You must manually migrate these types of TLS secrets from opaque to kubernetes.io/tls type secrets by creating new secrets that contain the relevant certificates and signing keys. To learn how to create these secrets, see the following resources:

Prerequisites

  • Before you migrate your TLS secrets and upgrade Kubernetes Operator, your CRDs must use the following fields to describe your TLS secrets:

    • Application Database TLS secrets: applicationDatabase.security.tls.secretRef.prefix
    • Ops Manager TLS secrets: security.tls.secretRef.prefix
    • Database resource TLS secrets: security.tls.secretRef.prefix

    If your CRDs use any of the following fields to describe your TLS secrets, you must first update your CRDs to use the fields listed above instead:

    • Application Database TLS secrets: spec.applicationDatabase.security.tls.secretRef.name
    • Ops Manager TLS secrets: spec.security.tls.secretRef.name
    • Database resource TLS secrets: spec.security.tls.secretRef.name
  • You must disable internal cluster and X.509 authentication before you upgrade Kubernetes Operator to its latest version.

    When the upgrade is complete, you can re-enable internal cluster and X.509 authentication.

Procedure

1

Upgrade Kubernetes Operator to its latest version.

To learn how to upgrade the Kubernetes Operator, see Upgrade the MongoDB Enterprise Kubernetes Operator.

2

Wait for the Kubernetes Operator Pods to reach a READY state.

Use the following command to get the status of the Pods in your cluster:

kubectl get pods -n <namespace> -w

Inspect the response. In the READY column for your Kubernetes Operator Pod, ensure that the value in this column shows that all Pods are ready.
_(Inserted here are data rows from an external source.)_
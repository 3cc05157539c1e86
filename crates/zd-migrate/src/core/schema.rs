//! Schema metadata captured by introspection.
//!
//! Descriptors are snapshots: they are produced once from the live catalog,
//! never mutated, and consumed by a single change generator.

use serde::{Deserialize, Serialize};

use super::identifier::{generated_name, TableRef};
use super::operation::{ForeignKeySpec, Operation};
use crate::error::{Result, ZdError};

/// Shape of one column as seen by a change generator.
#[derive(Debug, Clone, PartialEq, Eq, Serialize, Deserialize)]
pub struct ColumnDescriptor {
    /// Formatted type, e.g. `character varying(20)`.
    pub data_type: String,

    pub nullable: bool,

    /// Default expression as stored by the server.
    pub default_value: Option<String>,

    /// Constraints that include this column, in catalog order.
    pub constraints: Vec<ConstraintDescriptor>,
}

impl ColumnDescriptor {
    /// Whether the column takes part in the table's primary key.
    pub fn is_primary_key(&self) -> bool {
        self.constraints
            .iter()
            .any(|c| matches!(c, ConstraintDescriptor::PrimaryKey { .. }))
    }
}

/// Column lists of a table.
#[derive(Debug, Clone, Default, PartialEq, Eq, Serialize, Deserialize)]
pub struct TableDescriptor {
    /// All columns in ordinal order.
    pub column_names: Vec<String>,

    /// Primary key columns in key order.
    pub primary_column_names: Vec<String>,
}

impl TableDescriptor {
    pub fn has_pk(&self) -> bool {
        !self.primary_column_names.is_empty()
    }
}

#[derive(Debug, Clone, PartialEq, Eq, Serialize, Deserialize)]
pub struct ViewDescriptor {
    /// The `SELECT` text returned by `pg_get_viewdef`.
    pub definition: String,
}

/// Referential action of a foreign key.
#[derive(Debug, Clone, Copy, Default, PartialEq, Eq, Hash, Serialize, Deserialize)]
#[serde(rename_all = "snake_case")]
pub enum ForeignKeyAction {
    #[default]
    NoAction,
    Restrict,
    Cascade,
    SetNull,
    SetDefault,
}

impl ForeignKeyAction {
    /// Decode the single-character code stored in `pg_constraint.confdeltype`
    /// and `confupdtype`. Unknown codes map to `NO ACTION`.
    pub fn from_catalog_code(code: &str) -> Self {
        match code {
            "r" => ForeignKeyAction::Restrict,
            "c" => ForeignKeyAction::Cascade,
            "n" => ForeignKeyAction::SetNull,
            "d" => ForeignKeyAction::SetDefault,
            _ => ForeignKeyAction::NoAction,
        }
    }

    pub fn as_sql(&self) -> &'static str {
        match self {
            ForeignKeyAction::NoAction => "NO ACTION",
            ForeignKeyAction::Restrict => "RESTRICT",
            ForeignKeyAction::Cascade => "CASCADE",
            ForeignKeyAction::SetNull => "SET NULL",
            ForeignKeyAction::SetDefault => "SET DEFAULT",
        }
    }
}

/// A primary key, foreign key or unique constraint owning a column.
#[derive(Debug, Clone, PartialEq, Eq, Serialize, Deserialize)]
#[serde(tag = "kind", rename_all = "snake_case")]
pub enum ConstraintDescriptor {
    PrimaryKey {
        name: String,
        columns: Vec<String>,
    },
    ForeignKey {
        name: String,
        columns: Vec<String>,
        referenced_table: TableRef,
        referenced_columns: Vec<String>,
        deferrable: bool,
        initially_deferred: bool,
        on_delete: ForeignKeyAction,
        on_update: ForeignKeyAction,
    },
    Unique {
        name: String,
        columns: Vec<String>,
        deferrable: bool,
        initially_deferred: bool,
    },
}

impl ConstraintDescriptor {
    /// Name captured from the catalog.
    pub fn name(&self) -> &str {
        match self {
            ConstraintDescriptor::PrimaryKey { name, .. }
            | ConstraintDescriptor::ForeignKey { name, .. }
            | ConstraintDescriptor::Unique { name, .. } => name,
        }
    }

    pub fn columns(&self) -> &[String] {
        match self {
            ConstraintDescriptor::PrimaryKey { columns, .. }
            | ConstraintDescriptor::ForeignKey { columns, .. }
            | ConstraintDescriptor::Unique { columns, .. } => columns,
        }
    }

    pub fn is_foreign_key(&self) -> bool {
        matches!(self, ConstraintDescriptor::ForeignKey { .. })
    }

    /// Build the replica of this constraint bound to `new_column`.
    ///
    /// Only elements of the base column list equal to `old_column` are
    /// replaced. The replica gets a regenerated name so it can coexist with
    /// the original until contract. Foreign keys are added `NOT VALID`.
    pub fn to_change(&self, table: &TableRef, old_column: &str, new_column: &str) -> Result<Operation> {
        let columns = substitute(self.columns(), old_column, new_column);
        if columns.iter().all(|c| c != new_column) {
            return Err(ZdError::Unsupported(format!(
                "Constraint {} on {} does not cover column {}",
                self.name(),
                table,
                old_column
            )));
        }

        let op = match self {
            ConstraintDescriptor::PrimaryKey { .. } => Operation::AddPrimaryKey {
                table: table.clone(),
                name: replica_name(table, &columns, "pkey"),
                columns,
            },
            ConstraintDescriptor::Unique {
                deferrable,
                initially_deferred,
                ..
            } => Operation::AddUniqueConstraint {
                table: table.clone(),
                name: replica_name(table, &columns, "key"),
                columns,
                deferrable: *deferrable,
                initially_deferred: *initially_deferred,
            },
            ConstraintDescriptor::ForeignKey {
                referenced_table,
                referenced_columns,
                deferrable,
                initially_deferred,
                on_delete,
                on_update,
                ..
            } => Operation::AddForeignKey(ForeignKeySpec {
                table: table.clone(),
                name: replica_name(table, &columns, "fkey"),
                columns,
                referenced_table: referenced_table.clone(),
                referenced_columns: referenced_columns.clone(),
                deferrable: *deferrable,
                initially_deferred: *initially_deferred,
                on_delete: *on_delete,
                on_update: *on_update,
                validate: false,
            }),
        };
        Ok(op)
    }

    /// Drop this constraint by its captured name.
    pub fn to_rollback(&self, table: &TableRef) -> Operation {
        Operation::DropConstraint {
            table: table.clone(),
            name: self.name().to_string(),
        }
    }
}

fn substitute(columns: &[String], old_column: &str, new_column: &str) -> Vec<String> {
    columns
        .iter()
        .map(|c| {
            if c == old_column {
                new_column.to_string()
            } else {
                c.clone()
            }
        })
        .collect()
}

fn replica_name(table: &TableRef, columns: &[String], suffix: &str) -> String {
    let mut parts: Vec<&str> = Vec::with_capacity(columns.len() + 2);
    parts.push(&table.name);
    parts.extend(columns.iter().map(String::as_str));
    parts.push(suffix);
    generated_name(&parts)
}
In the following sample output, the single Kubernetes Operator Pod is ready.

NAME                                          READY   STATUS    RESTARTS   AGE
mongodb-enterprise-operator-d7d5d9b7c-p4xl4   1/1     Running   0     7m39s

When all Kubernetes Operator Pods are READY, proceed to the next step.

3

Create new TLS secrets that contain your existing certificates.

Using the certificates stored in your existing secrets, create one new secret for each component that you want to secure using TLS.

For more information, see the prerequisites in the Kubernetes Operator TLS tutorials:

4

Update your CRDs to use the new TLS secret fields.

In each of the resources that you secure with TLS, update the following fields, as appropriate, to reference the new TLS secrets you created in the previous step:

  • Application Database TLS secrets: applicationDatabase.security.certsSecretPrefix
  • Ops Manager TLS secrets: security.certsSecretPrefix
  • Database resource TLS secrets: security.security.certsSecretPrefix
5

Replace the CRDs in your Kubernetes cluster.

For each CRD you updated, run the following command to apply your changes to the Kubernetes cluster:

kubectl replace -f <resource-crd>.yaml
6

Optional: Re-enable internal cluster authentication and X.509 authentication.

When all of the resources you updated reach a READY state, you can re-enable internal cluster authentication and X.509 authentication if you disabled it to migrate your TLS secrets.